Ricordo che dal 10 ottobre 2022 è entrata in vigore in Italia una nuova legge (137/2023), approvata su proposta di Fratelli d’Italia, che stabilisce l’applicazione di un’ammenda (da 1.000 a 10.000 euro), e non più di una sanzione amministrativa, ma un reato penale per chi abbandona i rifiuti. L’igiene urbana è un diritto ma anche un dovere civico senza l’adempimento del quale non avremo mai la comunità libera dai rifiuti. È necessario lavorare per garantire decoro e pulizia ma senza la collaborazione attiva di ciascun cittadino, ogni sforzo in tale direzione sarà reso vano. A farne le spese sono i cittadini, e la Tari salata è il male minore, perché ci sono aree come Taranto e provincia che pagano sulla propria pelle il prezzo delle discariche.

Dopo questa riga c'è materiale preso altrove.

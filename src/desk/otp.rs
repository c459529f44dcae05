//! OTP issuance and verification.

use serde::Serialize;
use tracing::{info, warn};
use utoipa::ToSchema;

use super::Desk;
use crate::error::{Error, Result};
use crate::otp::{CheckOutcome, generate_code, mask_email, normalize_email, valid_email};

#[derive(Clone, Debug, PartialEq, Eq, Serialize, ToSchema)]
#[serde(rename_all = "camelCase")]
pub struct OtpIssued {
    pub expires_in_seconds: u64,
    pub masked_email: String,
}

#[derive(Clone, Debug, PartialEq, Eq, Serialize, ToSchema)]
pub struct OtpVerified {
    pub email: String,
}

impl Desk {
    /// Send a fresh code to `email`, replacing any outstanding one.
    ///
    /// # Errors
    /// `InvalidInput`, `AlreadyRegistered`, `RateLimited`, `DeliveryFailed` or
    /// `Storage`. A failed delivery still counts against the rate limit.
    pub async fn issue_otp(&self, email: &str) -> Result<OtpIssued> {
        let email = normalize_email(email);
        if email.is_empty() {
            return Err(Error::InvalidInput("Email is required".to_string()));
        }
        if !valid_email(&email) {
            return Err(Error::InvalidInput("Invalid email address format".to_string()));
        }

        let _guard = self.locks.lock(&email).await;

        if self.email_registered(&email).await? {
            return Err(Error::AlreadyRegistered);
        }

        let code = generate_code();
        let record = self.otps.issue(&email, code.clone()).await.map_err(|limited| {
            info!(retry_after_seconds = limited.retry_after.as_secs(), "otp issuance rate limited");
            Error::RateLimited {
                window_minutes: self.otp_config.rate_limit_window().as_secs().div_ceil(60),
            }
        })?;

        let ttl = self.otp_config.ttl();
        match self.deliver(self.messenger.send_otp(&email, &code, ttl)).await {
            Ok(receipt) => {
                info!(
                    provider = receipt.provider,
                    message_id = %receipt.message_id,
                    request_count = record.request_count,
                    "otp issued"
                );
            }
            Err(err) => {
                warn!(error = %err, request_count = record.request_count, "otp delivery failed");
                return Err(Error::DeliveryFailed(err));
            }
        }

        Ok(OtpIssued {
            expires_in_seconds: ttl.as_secs(),
            masked_email: mask_email(&email),
        })
    }

    /// Answer the challenge for `email`. On success the email is verified for
    /// the configured window.
    ///
    /// # Errors
    /// `InvalidInput`, `NotFoundOrExpired`, `Expired`, `AttemptsExceeded`,
    /// `Mismatch`, `AlreadyRegistered` or `Storage`.
    pub async fn verify_otp(&self, email: &str, code: &str) -> Result<OtpVerified> {
        let email = normalize_email(email);
        let code = code.trim();
        if email.is_empty() || code.is_empty() {
            return Err(Error::InvalidInput("Email and OTP are required".to_string()));
        }

        let _guard = self.locks.lock(&email).await;

        match self
            .otps
            .check(&email, code, self.otp_config.max_attempts())
            .await
        {
            CheckOutcome::Matched => {}
            CheckOutcome::Missing => return Err(Error::NotFoundOrExpired),
            CheckOutcome::Expired => return Err(Error::Expired),
            CheckOutcome::AttemptsExceeded => return Err(Error::AttemptsExceeded),
            CheckOutcome::Mismatch { remaining } => {
                info!(remaining, "otp mismatch");
                return Err(Error::Mismatch { remaining });
            }
        }

        // The record stays put until this check succeeds so a storage error
        // does not burn the code.
        let registered = self.email_registered(&email).await?;
        self.otps.remove(&email).await;
        if registered {
            return Err(Error::AlreadyRegistered);
        }

        self.verified.insert(&email).await;
        info!("email verified");
        Ok(OtpVerified { email })
    }

    pub async fn is_verified(&self, email: &str) -> bool {
        self.verified.is_verified(&normalize_email(email)).await
    }
}
impl EventDetailsStore for PgStore {
    fn event_details(&self) -> BoxFuture<'_, Result<EventDetails>> {
        Box::pin(async move {
            self.ensure_event_row().await?;
            self.fetch_event().await
        })
    }

    fn update_event_details<'a>(
        &'a self,
        update: &'a EventDetailsUpdate,
    ) -> BoxFuture<'a, Result<EventDetails>> {
        Box::pin(async move {
            let query = concat!(
                "INSERT INTO event_details (id, date, time, venue, updated_by, updated_at) \
                 VALUES (TRUE, $1, $2, $3, $4, NOW()) \
                 ON CONFLICT (id) DO UPDATE SET date = EXCLUDED.date, time = EXCLUDED.time, \
                 venue = EXCLUDED.venue, updated_by = EXCLUDED.updated_by, updated_at = NOW() \
                 RETURNING ",
                event_columns!()
            );
            let row = sqlx::query(query)
                .bind(&update.date)
                .bind(&update.time)
                .bind(&update.venue)
                .bind(&update.updated_by)
                .fetch_one(&self.pool)
                .instrument(query_span("UPSERT", query))
                .await
                .context("failed to update event details")?;
            event_from_row(&row)
        })
    }

    fn banner(&self) -> BoxFuture<'_, Result<Option<Banner>>> {
        Box::pin(async move {
            let query = "SELECT banner, banner_mime, banner_uploaded_at FROM event_details \
                         WHERE id AND banner IS NOT NULL";
            let row = sqlx::query(query)
                .fetch_optional(&self.pool)
                .instrument(query_span("SELECT", query))
                .await
                .context("failed to fetch banner")?;
            let Some(row) = row else {
                return Ok(None);
            };
            let mime_type: Option<String> = row.try_get("banner_mime")?;
            let uploaded_at: Option<DateTime<Utc>> = row.try_get("banner_uploaded_at")?;
            Ok(Some(Banner {
                data: row.try_get("banner")?,
                mime_type: mime_type.unwrap_or_else(|| "application/octet-stream".to_string()),
                uploaded_at: uploaded_at.unwrap_or_else(Utc::now),
            }))
        })
    }

    fn set_banner<'a>(
        &'a self,
        banner: &'a Banner,
        updated_by: &'a str,
    ) -> BoxFuture<'a, Result<EventDetails>> {
        Box::pin(async move {
            let query = concat!(
                "INSERT INTO event_details (id, banner, banner_mime, banner_uploaded_at, updated_by, updated_at) \
                 VALUES (TRUE, $1, $2, $3, $4, NOW()) \
                 ON CONFLICT (id) DO UPDATE SET banner = EXCLUDED.banner, \
                 banner_mime = EXCLUDED.banner_mime, banner_uploaded_at = EXCLUDED.banner_uploaded_at, \
                 updated_by = EXCLUDED.updated_by, updated_at = NOW() \
                 RETURNING ",
                event_columns!()
            );
            let row = sqlx::query(query)
                .bind(&banner.data)
                .bind(&banner.mime_type)
                .bind(banner.uploaded_at)
                .bind(updated_by)
                .fetch_one(&self.pool)
                .instrument(query_span("UPSERT", query))
                .await
                .context("failed to store banner")?;
            event_from_row(&row)
        })
    }

    fn clear_banner<'a>(&'a self, updated_by: &'a str) -> BoxFuture<'a, Result<EventDetails>> {
        Box::pin(async move {
            self.ensure_event_row().await?;
            let query = r"
                UPDATE event_details
                SET banner = NULL, banner_mime = NULL, banner_uploaded_at = NULL,
                    updated_by = $1, updated_at = NOW()
                WHERE id AND banner IS NOT NULL
            ";
            sqlx::query(query)
                .bind(updated_by)
                .execute(&self.pool)
                .instrument(query_span("UPDATE", query))
                .await
                .context("failed to clear banner")?;
            self.fetch_event().await
        })
    }
}

#[cfg(test)]
mod tests {
    use super::*;

    #[test]
    fn schema_declares_unique_constraints() {
        assert!(SCHEMA.contains(EMAIL_CONSTRAINT));
        assert!(SCHEMA.contains(TICKET_CONSTRAINT));
        assert!(SCHEMA.contains("CREATE TABLE IF NOT EXISTS event_details"));
    }

    #[test]
    fn violated_constraint_ignores_other_errors() {
        assert_eq!(violated_constraint(&sqlx::Error::RowNotFound), None);
    }

    #[tokio::test]
    async fn lazy_pool_store_builds_without_connecting() -> anyhow::Result<()> {
        let pool = PgPoolOptions::new().connect_lazy("postgres://postgres@localhost/eventazia")?;
        let store = PgStore::new(pool);
        let _registrations: &dyn RegistrationStore = &store;
        let _events: &dyn EventDetailsStore = &store;
        Ok(())
    }
}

Ignorando le proteste delle comunità e passando sulla loro testa, la Regione Puglia persevera in una gestione miope e progetta cattedrali dei rifiuti anziché mettersi sulla scia di Regioni più virtuose. Chiederò in commissione Ambiente una mappatura trasparente per uscire dall’emergenza, anche per sgombrare il campo dal malaffare che l’immondizia attira come mosche, per spezzare il grande business delle ecomafie. Inoltre chiederò di intensificare i controlli finalizzati a contrastare l’abbandono dei rifiuti; quante notifiche di multa sono state consegnate in questi mesi ai trasgressori identificati nei territori di Martina, Crispiano, Massafra; di incentivare la cultura della tutela e cura dei luoghi, della conoscenza e protezione del paesaggio, della sostenibilità ambientale delle attività. Solo con una programmazione e gestione equilibrata ed efficiente del ciclo dei rifiuti la Regione potrà uscire dal pantano in cui ristagna, e garantire ai cittadini sicurezza ambientale e sanitaria. Quando l’abbandono dei rifiuti verrà percepito, e non solo punito, come reato, allora deturpare il territorio sarà molto meno conveniente».